Fair Trade Arguments cont'd

Hi everyone, this isn’t part of the Fair Trade Argument Series, but part of it will be. Rather, these are some thoughts I have had today about how Fair Trade is often incorrectly perceived, as well as some attitudes that I don’t much agree with or like.

Patricia Kumar (@PatriciaKumar) is an advocate of Fair Trade and is trying to convert her town, Blacktown in Australia, to a Fair Trade town. She has been met with some resistance in converting her local council. Some of the quotes from the council debate are included below with my thoughts surrounding them. Please feel free to comment, and ENJOY :)

“There is nothing we can do, these issues are too big for us to deal with as a Council, we do not have the power to act on this”  (Alan Pendleton, Labor Councillor)

Councils do not have the power to act alone, agreed. But the council is a leader in the community, they can inspire a movement, they can create the environment for a change to happen on a large enough scale. We don’t expect the council to go about being fair trade alone, but we do expect it to be the leader in our communities.

“We know international aid never truly goes there without someone taking a bit from the top” (Alan Pendleton, Labor Councillor)

Firstly, fair trade and aid are not the same. Aid is free money given to governments (often with high levels of corruption) with no constraints and terms of use for that aid. In other words there is no monitoring of that aid; where it goes and to what uses, so it becomes inefficient and, essentially, useless. Aid has had no effect on GDP per capita in developing countries.

Fair Trade on the other hand is a business mechanism. Fair Trade encourages communities and people to start businesses, make money for themselves (which they appreciate and value higher than aid/giveaways), and choose what and how to spend their money. It encourages innovation, leadership and better working and living conditions. It can be seen as an extension of micro-lending, and we have all seen how successful the Grameen bank has been in boosting the Bangladeshi economy.

Fair Trade is about supporting those third world producers, giving them a platform to trade on with the rest of the world. Regardless of whether someone is “skimming”, as long as we support those producers we are doing the world a service.

“We have Fairtrade principles and therefore there is no point in seeking accreditation. We have one of the most ethical procurement guidelines around, we are doing our fair share. Yes, we can do more and we will but we don’t need to be part of the Fairtrade association for it” (Stephen Bali, Labor Councillor)
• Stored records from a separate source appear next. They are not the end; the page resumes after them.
//! Slide abstraction layer.
//!
//! ```text
//! ┌─────────────────────────────────────────┐
//! │             LevelProcessor              │
//! └────────────────────┬────────────────────┘
//!                      │
//!                      ▼
//! ┌─────────────────────────────────────────┐
//! │           SlideSource trait             │
//! │  (level catalog + read full level)      │
//! └────────────────────┬────────────────────┘
//!                      │
//!          ┌───────────┴───────────┐
//!          ▼                       ▼
//! ┌─────────────────┐    ┌─────────────────────┐
//! │  TiffSlide<R>   │    │   InMemorySlide     │
//! │ (SVS / TIFF)    │    │ (pre-decoded levels)│
//! └─────────────────┘    └─────────────────────┘
//! ```

mod associated;
mod catalog;
mod reader;
mod tiff_slide;

pub use associated::read_associated;
pub use catalog::{
    select_mask_level, Dimensions, LevelDescriptor, SlideInfo, DEFAULT_MASK_MAX_DIMENSION,
};
pub use reader::{InMemorySlide, SlideSource};
pub use tiff_slide::TiffSlide;
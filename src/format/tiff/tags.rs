//! TIFF tag and field type definitions.
//!
//! Only the vocabulary needed to locate pyramid levels and decode their tiles
//! is defined here; every other tag is carried through the IFD untouched.

// =============================================================================
// TIFF Field Types
// =============================================================================

/// TIFF field types that determine how values are encoded.
#[derive(Debug, Clone, Copy, PartialEq, Eq)]
#[repr(u16)]
pub enum FieldType {
    /// Unsigned 8-bit integer (1 byte)
    Byte = 1,

    /// 8-bit ASCII character (1 byte)
    Ascii = 2,

    /// Unsigned 16-bit integer (2 bytes)
    Short = 3,

    /// Unsigned 32-bit integer (4 bytes)
    Long = 4,

    /// Two Longs: numerator and denominator (8 bytes)
    Rational = 5,

    /// Undefined byte data (1 byte per element)
    Undefined = 7,

    /// Unsigned 64-bit integer (8 bytes) - BigTIFF only
    Long8 = 16,
}

impl FieldType {
    /// Size of a single value of this type in bytes.
    #[inline]
    pub const fn size_in_bytes(self) -> usize {
        match self {
            FieldType::Byte | FieldType::Ascii | FieldType::Undefined => 1,
            FieldType::Short => 2,
            FieldType::Long => 4,
            FieldType::Rational | FieldType::Long8 => 8,
        }
    }

    /// Create a FieldType from its numeric value.
    pub fn from_u16(value: u16) -> Option<Self> {
        match value {
            1 => Some(FieldType::Byte),
            2 => Some(FieldType::Ascii),
            3 => Some(FieldType::Short),
            4 => Some(FieldType::Long),
            5 => Some(FieldType::Rational),
            7 => Some(FieldType::Undefined),
            16 => Some(FieldType::Long8),
            _ => None,
        }
    }
}

// =============================================================================
// TIFF Tags
// =============================================================================

/// TIFF tag IDs relevant to pyramid reading.
#[derive(Debug, Clone, Copy, PartialEq, Eq, Hash)]
#[repr(u16)]
pub enum TiffTag {
    ImageWidth = 256,
    ImageLength = 257,
    BitsPerSample = 258,
    Compression = 259,
    PhotometricInterpretation = 262,

    /// Description string (contains metadata in SVS files)
    ImageDescription = 270,

    SamplesPerPixel = 277,

    /// 1 = chunky (interleaved), 2 = planar
    PlanarConfiguration = 284,

    TileWidth = 322,
    TileLength = 323,
    TileOffsets = 324,
    TileByteCounts = 325,

    /// JPEG quantization and Huffman tables for abbreviated streams.
    ///
    /// SVS tiles are stored without tables; these must be merged into every
    /// tile before decoding.
    JpegTables = 347,
}

impl TiffTag {
    #[inline]
    pub const fn as_u16(self) -> u16 {
        self as u16
    }
}

// =============================================================================
// Compression
// =============================================================================

/// Compression schemes found in WSI pyramid levels.
#[derive(Debug, Clone, Copy, PartialEq, Eq)]
pub enum Compression {
    None,
    Lzw,
    Jpeg,
    Deflate,
    Jpeg2000,
    Other(u16),
}

impl Compression {
    pub fn from_u16(value: u16) -> Self {
        match value {
            1 => Compression::None,
            5 => Compression::Lzw,
            6 | 7 => Compression::Jpeg,
            8 | 32946 => Compression::Deflate,
            33003 | 33005 => Compression::Jpeg2000,
            other => Compression::Other(other),
        }
    }

    /// Whether tiles with this compression can be decoded into pixels.
    pub const fn is_supported(self) -> bool {
        matches!(self, Compression::None | Compression::Jpeg)
    }

    pub fn name(self) -> String {
        match self {
            Compression::None => "none".to_string(),
            Compression::Lzw => "LZW".to_string(),
            Compression::Jpeg => "JPEG".to_string(),
            Compression::Deflate => "Deflate".to_string(),
            Compression::Jpeg2000 => "JPEG 2000".to_string(),
            Compression::Other(code) => format!("code {}", code),
        }
    }
}
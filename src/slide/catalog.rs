//! Level catalog and slide identity.

use serde::Serialize;

/// Largest mask-level dimension chosen automatically.
pub const DEFAULT_MASK_MAX_DIMENSION: u32 = 4096;

// =============================================================================
// Level Descriptor
// =============================================================================

/// Static description of one pyramid level.
///
/// Index 0 is full resolution; increasing indices have decreasing resolution.
#[derive(Debug, Clone, Copy, PartialEq, Serialize)]
pub struct LevelDescriptor {
    pub index: usize,
    pub width: u32,
    pub height: u32,

    /// `level0_height / height`
    pub downsample_h: f64,

    /// `level0_width / width`
    pub downsample_w: f64,
}

impl LevelDescriptor {
    /// Build descriptors for a list of `(width, height)` pairs, level 0 first.
    pub fn from_dimensions(dimensions: &[(u32, u32)]) -> Vec<LevelDescriptor> {
        let Some(&(base_w, base_h)) = dimensions.first() else {
            return Vec::new();
        };

        dimensions
            .iter()
            .enumerate()
            .map(|(index, &(width, height))| LevelDescriptor {
                index,
                width,
                height,
                downsample_h: base_h as f64 / height as f64,
                downsample_w: base_w as f64 / width as f64,
            })
            .collect()
    }

    /// `(width, height)` in pixels.
    pub fn dimensions(&self) -> (u32, u32) {
        (self.width, self.height)
    }
}

/// Choose the level the mask is generated on.
///
/// Picks the highest-resolution level whose width and height are both at
/// most `max_dimension`; when every level is larger, the coarsest level.
pub fn select_mask_level(levels: &[LevelDescriptor], max_dimension: u32) -> usize {
    levels
        .iter()
        .find(|l| l.width <= max_dimension && l.height <= max_dimension)
        .or(levels.last())
        .map(|l| l.index)
        .unwrap_or(0)
}

// =============================================================================
// Slide Identity
// =============================================================================

#[derive(Debug, Clone, Copy, PartialEq, Eq, Serialize)]
pub struct Dimensions {
    pub width: u32,
    pub height: u32,
}

/// Identity of an opened slide, recorded verbatim in run metadata.
#[derive(Debug, Clone, PartialEq, Serialize)]
pub struct SlideInfo {
    /// File stem
    pub name: String,

    pub path: String,

    /// Extension including the leading dot, empty if none
    pub suffix: String,

    pub backend_name: String,

    /// Level 0 dimensions
    pub dimensions: Dimensions,

    pub level_count: usize,

    /// `[x, y, width, height]` of the region holding image data
    pub data_bounds: [u32; 4],

    #[serde(skip)]
    pub mpp: Option<f64>,

    #[serde(skip)]
    pub magnification: Option<f64>,
}

impl SlideInfo {
    pub fn new(
        path: &std::path::Path,
        backend_name: &str,
        levels: &[LevelDescriptor],
    ) -> Self {
        let (width, height) = levels.first().map(|l| l.dimensions()).unwrap_or((0, 0));

        SlideInfo {
            name: path
                .file_stem()
                .map(|s| s.to_string_lossy().into_owned())
                .unwrap_or_default(),
            path: path.display().to_string(),
            suffix: path
                .extension()
                .map(|e| format!(".{}", e.to_string_lossy()))
                .unwrap_or_default(),
            backend_name: backend_name.to_string(),
            dimensions: Dimensions { width, height },
            level_count: levels.len(),
            data_bounds: [0, 0, width, height],
            mpp: None,
            magnification: None,
        }
    }
}
//! Slide container formats.
//!
//! Supported inputs are TIFF-based pyramids:
//!
//! - **Aperio SVS**: identified by the "Aperio" marker in ImageDescription
//! - **Generic Pyramidal TIFF**: any other tiled TIFF with a pyramid
//!
//! Tiles must be JPEG or uncompressed; other codecs are rejected at open.

pub mod detect;
pub mod jpeg;
pub mod svs;
pub mod tiff;

pub use detect::{detect_format, is_tiff_header, SlideFormat};
pub use svs::SvsMetadata;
It is great that the council has Fair Trade principles, but there is a way to prove that, and show case that to the community. By becoming a registered and active member of Fair Trade Towns, the council can display its support of fair trade to the public, and to their communities. In fact, being part of the association and becoming a labelled organisation, the council is being recognised for their commitments to fair trade. I mean why go through all the effort of committing, and not ask for the recognition, right? Become a member, and lead your community in ethical purchasing and fair trade principles.

What do you think? Should the council be a leader for their community? Or should they wait for the community first?